> _Prompt_
From the entries below, gather each line containing the word "reqwest".

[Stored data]
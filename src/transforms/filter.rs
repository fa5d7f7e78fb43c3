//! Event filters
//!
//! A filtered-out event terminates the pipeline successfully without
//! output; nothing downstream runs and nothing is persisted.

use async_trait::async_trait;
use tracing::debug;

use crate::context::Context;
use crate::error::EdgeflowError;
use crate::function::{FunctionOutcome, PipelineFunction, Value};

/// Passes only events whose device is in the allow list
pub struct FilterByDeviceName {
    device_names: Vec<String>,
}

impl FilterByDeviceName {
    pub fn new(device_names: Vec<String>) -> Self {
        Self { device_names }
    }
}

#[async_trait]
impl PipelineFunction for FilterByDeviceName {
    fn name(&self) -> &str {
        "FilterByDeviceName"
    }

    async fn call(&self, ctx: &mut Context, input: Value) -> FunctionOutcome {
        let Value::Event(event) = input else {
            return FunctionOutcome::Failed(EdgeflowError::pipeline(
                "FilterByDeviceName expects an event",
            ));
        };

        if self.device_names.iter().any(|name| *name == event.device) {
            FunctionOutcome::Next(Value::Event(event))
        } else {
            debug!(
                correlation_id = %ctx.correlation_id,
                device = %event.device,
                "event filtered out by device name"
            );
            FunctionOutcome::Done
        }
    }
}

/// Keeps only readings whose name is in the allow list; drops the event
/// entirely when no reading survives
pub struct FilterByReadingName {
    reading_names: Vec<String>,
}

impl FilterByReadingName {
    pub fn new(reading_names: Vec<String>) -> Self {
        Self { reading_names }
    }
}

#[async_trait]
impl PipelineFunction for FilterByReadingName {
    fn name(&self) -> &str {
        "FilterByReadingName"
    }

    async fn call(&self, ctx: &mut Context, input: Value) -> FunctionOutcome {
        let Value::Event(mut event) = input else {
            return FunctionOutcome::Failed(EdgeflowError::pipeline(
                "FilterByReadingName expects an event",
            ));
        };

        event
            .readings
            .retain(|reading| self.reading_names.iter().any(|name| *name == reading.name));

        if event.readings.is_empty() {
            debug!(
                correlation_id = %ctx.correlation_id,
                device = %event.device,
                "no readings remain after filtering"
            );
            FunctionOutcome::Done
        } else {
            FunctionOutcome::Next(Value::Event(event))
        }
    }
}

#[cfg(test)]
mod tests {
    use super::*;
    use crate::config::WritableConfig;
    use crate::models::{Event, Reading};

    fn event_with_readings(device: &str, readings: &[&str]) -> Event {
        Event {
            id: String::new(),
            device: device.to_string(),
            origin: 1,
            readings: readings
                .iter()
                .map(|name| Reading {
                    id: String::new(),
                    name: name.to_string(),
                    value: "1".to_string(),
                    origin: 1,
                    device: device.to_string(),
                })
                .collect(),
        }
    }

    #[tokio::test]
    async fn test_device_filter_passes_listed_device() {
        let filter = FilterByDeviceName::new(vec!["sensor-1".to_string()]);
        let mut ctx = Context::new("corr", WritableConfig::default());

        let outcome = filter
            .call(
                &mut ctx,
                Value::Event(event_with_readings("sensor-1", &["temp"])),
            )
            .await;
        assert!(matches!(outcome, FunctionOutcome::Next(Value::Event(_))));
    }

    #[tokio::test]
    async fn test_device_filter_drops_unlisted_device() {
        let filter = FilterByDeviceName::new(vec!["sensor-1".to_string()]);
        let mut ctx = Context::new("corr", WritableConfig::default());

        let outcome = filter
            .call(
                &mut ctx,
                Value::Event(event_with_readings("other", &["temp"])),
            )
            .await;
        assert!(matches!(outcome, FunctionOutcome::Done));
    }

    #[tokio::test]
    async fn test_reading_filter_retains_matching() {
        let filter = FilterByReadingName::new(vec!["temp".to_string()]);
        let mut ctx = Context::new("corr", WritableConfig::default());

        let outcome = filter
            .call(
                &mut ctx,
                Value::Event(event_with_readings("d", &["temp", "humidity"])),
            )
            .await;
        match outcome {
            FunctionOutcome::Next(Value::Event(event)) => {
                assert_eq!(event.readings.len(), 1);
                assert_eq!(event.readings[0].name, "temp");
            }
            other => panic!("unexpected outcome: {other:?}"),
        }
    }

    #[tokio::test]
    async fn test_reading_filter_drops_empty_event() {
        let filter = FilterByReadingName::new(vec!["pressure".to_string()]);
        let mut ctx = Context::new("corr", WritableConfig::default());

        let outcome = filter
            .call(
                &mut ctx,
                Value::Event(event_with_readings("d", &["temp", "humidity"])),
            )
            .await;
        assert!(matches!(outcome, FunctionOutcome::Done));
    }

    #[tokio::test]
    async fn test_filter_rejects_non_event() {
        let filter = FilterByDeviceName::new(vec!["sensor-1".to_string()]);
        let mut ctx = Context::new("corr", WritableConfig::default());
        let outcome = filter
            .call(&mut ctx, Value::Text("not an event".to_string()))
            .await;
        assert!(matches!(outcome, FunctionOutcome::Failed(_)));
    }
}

--

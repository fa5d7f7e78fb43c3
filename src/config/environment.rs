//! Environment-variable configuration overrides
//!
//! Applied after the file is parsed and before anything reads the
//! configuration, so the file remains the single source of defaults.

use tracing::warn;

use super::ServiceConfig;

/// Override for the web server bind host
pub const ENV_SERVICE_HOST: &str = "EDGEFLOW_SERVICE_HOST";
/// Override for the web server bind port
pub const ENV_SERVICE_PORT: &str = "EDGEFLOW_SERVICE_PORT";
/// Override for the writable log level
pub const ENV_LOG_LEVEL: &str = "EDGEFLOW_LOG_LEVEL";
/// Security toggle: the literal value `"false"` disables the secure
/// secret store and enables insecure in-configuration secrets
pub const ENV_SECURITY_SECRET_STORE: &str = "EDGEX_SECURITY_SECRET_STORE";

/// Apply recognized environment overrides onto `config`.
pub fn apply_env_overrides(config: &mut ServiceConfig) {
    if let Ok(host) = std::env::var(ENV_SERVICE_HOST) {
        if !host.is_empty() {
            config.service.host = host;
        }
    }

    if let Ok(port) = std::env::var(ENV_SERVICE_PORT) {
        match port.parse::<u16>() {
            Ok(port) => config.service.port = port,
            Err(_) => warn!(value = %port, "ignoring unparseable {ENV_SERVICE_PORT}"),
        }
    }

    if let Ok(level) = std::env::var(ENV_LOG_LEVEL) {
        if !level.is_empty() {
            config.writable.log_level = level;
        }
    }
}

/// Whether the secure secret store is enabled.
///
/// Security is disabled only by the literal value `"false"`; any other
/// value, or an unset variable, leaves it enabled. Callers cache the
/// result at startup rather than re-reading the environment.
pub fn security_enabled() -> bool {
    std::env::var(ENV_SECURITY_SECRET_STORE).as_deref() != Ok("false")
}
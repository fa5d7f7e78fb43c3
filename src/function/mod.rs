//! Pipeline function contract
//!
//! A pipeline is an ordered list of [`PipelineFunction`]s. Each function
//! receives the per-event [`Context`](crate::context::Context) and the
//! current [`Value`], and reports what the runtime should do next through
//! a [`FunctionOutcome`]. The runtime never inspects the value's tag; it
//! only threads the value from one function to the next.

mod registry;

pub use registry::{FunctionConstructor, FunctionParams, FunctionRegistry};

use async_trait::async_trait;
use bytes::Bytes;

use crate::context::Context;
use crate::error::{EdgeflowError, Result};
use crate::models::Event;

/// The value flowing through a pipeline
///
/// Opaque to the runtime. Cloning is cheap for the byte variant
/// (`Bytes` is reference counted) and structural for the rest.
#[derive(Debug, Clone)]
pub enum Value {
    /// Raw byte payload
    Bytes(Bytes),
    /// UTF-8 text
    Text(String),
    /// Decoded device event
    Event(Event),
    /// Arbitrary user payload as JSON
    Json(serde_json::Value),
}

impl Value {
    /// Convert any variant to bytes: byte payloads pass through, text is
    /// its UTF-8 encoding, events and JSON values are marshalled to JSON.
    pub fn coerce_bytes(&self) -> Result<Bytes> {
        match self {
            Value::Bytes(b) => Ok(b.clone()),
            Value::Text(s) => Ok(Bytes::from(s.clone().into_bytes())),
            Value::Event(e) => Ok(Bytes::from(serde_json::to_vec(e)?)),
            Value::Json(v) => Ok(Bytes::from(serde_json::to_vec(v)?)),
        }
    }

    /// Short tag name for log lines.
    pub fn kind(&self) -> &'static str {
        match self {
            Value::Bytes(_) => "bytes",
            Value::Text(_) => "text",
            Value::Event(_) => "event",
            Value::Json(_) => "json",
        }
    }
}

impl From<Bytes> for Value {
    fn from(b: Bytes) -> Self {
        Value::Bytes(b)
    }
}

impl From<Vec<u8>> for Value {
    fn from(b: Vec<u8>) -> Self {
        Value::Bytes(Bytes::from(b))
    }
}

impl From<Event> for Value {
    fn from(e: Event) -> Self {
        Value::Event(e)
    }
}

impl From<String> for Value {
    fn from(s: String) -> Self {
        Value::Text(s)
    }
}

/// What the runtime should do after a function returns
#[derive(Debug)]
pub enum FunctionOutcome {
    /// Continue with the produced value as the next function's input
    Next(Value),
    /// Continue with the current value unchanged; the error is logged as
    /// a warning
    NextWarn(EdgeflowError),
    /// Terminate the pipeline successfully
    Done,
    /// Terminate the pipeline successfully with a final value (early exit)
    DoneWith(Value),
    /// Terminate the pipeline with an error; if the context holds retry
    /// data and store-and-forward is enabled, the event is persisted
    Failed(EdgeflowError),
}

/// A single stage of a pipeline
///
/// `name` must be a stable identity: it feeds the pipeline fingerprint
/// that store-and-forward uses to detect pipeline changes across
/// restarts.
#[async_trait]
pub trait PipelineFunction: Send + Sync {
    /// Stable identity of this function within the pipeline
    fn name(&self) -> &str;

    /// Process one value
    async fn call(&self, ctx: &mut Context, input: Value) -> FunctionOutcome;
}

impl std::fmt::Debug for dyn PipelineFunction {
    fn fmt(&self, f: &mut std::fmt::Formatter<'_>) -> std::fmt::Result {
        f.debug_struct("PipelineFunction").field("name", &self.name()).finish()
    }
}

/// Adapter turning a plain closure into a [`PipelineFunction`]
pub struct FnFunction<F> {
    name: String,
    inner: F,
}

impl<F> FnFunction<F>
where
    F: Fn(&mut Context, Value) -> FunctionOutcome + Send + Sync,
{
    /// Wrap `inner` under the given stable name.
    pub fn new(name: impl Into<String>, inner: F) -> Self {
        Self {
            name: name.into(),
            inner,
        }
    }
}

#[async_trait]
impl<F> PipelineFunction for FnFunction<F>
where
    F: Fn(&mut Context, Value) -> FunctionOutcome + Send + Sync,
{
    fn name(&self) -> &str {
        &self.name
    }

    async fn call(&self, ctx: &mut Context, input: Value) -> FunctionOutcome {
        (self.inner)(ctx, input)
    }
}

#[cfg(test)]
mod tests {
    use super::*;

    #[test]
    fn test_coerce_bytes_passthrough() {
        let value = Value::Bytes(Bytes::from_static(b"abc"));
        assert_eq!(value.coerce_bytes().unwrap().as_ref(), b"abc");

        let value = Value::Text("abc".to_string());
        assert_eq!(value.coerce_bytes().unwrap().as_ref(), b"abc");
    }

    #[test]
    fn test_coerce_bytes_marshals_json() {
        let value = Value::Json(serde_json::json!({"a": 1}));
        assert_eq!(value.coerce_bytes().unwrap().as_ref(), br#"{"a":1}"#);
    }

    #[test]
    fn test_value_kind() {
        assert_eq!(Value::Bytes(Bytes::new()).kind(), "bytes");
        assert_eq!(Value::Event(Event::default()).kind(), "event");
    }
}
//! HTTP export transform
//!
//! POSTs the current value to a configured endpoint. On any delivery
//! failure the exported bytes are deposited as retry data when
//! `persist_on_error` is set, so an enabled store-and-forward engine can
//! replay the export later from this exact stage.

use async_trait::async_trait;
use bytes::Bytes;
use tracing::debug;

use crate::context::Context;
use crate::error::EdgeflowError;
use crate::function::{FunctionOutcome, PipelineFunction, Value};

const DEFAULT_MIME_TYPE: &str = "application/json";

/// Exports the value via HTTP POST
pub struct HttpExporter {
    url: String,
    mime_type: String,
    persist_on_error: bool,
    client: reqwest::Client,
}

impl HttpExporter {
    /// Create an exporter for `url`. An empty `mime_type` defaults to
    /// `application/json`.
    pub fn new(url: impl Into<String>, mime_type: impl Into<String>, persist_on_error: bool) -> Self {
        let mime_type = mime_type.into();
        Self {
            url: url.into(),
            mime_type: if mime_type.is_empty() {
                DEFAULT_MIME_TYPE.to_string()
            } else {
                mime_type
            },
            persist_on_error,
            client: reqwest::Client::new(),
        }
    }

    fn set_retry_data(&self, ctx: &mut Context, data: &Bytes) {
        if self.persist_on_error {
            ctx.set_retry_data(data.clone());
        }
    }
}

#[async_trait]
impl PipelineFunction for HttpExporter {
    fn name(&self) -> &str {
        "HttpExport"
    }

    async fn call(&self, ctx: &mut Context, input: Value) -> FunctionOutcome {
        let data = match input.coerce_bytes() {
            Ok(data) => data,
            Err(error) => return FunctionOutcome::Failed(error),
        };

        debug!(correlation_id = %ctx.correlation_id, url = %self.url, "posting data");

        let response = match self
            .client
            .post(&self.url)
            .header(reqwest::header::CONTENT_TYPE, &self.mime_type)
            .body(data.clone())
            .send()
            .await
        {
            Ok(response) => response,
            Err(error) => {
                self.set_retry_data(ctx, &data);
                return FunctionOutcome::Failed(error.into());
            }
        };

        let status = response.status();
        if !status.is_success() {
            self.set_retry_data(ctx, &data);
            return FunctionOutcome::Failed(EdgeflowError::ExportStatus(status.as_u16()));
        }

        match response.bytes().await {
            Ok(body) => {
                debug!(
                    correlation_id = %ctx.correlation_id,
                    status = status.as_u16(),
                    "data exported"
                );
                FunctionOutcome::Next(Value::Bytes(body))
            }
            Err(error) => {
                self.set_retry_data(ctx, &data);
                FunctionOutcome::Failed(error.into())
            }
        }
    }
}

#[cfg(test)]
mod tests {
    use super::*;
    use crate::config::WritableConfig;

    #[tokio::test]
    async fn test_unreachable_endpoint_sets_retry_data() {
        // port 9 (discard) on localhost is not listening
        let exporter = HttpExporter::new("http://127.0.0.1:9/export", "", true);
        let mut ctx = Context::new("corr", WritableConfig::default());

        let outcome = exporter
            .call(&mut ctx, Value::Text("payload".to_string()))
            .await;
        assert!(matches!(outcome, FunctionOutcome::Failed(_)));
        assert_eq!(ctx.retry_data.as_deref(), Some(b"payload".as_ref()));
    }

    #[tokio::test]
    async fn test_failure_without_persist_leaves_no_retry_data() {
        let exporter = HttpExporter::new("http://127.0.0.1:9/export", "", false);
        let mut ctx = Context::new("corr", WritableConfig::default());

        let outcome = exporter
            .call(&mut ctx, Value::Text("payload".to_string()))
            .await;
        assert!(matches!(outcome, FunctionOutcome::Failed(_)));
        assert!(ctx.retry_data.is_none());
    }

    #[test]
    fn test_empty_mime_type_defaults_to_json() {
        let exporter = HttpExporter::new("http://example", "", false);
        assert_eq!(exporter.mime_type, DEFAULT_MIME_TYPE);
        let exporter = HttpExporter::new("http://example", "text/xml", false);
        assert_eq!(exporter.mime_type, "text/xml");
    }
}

> _Solution to the exercise_
    client: reqwest::Client,
            client: reqwest::Client::new(),
            .header(reqwest::header::CONTENT_TYPE, &self.mime_type)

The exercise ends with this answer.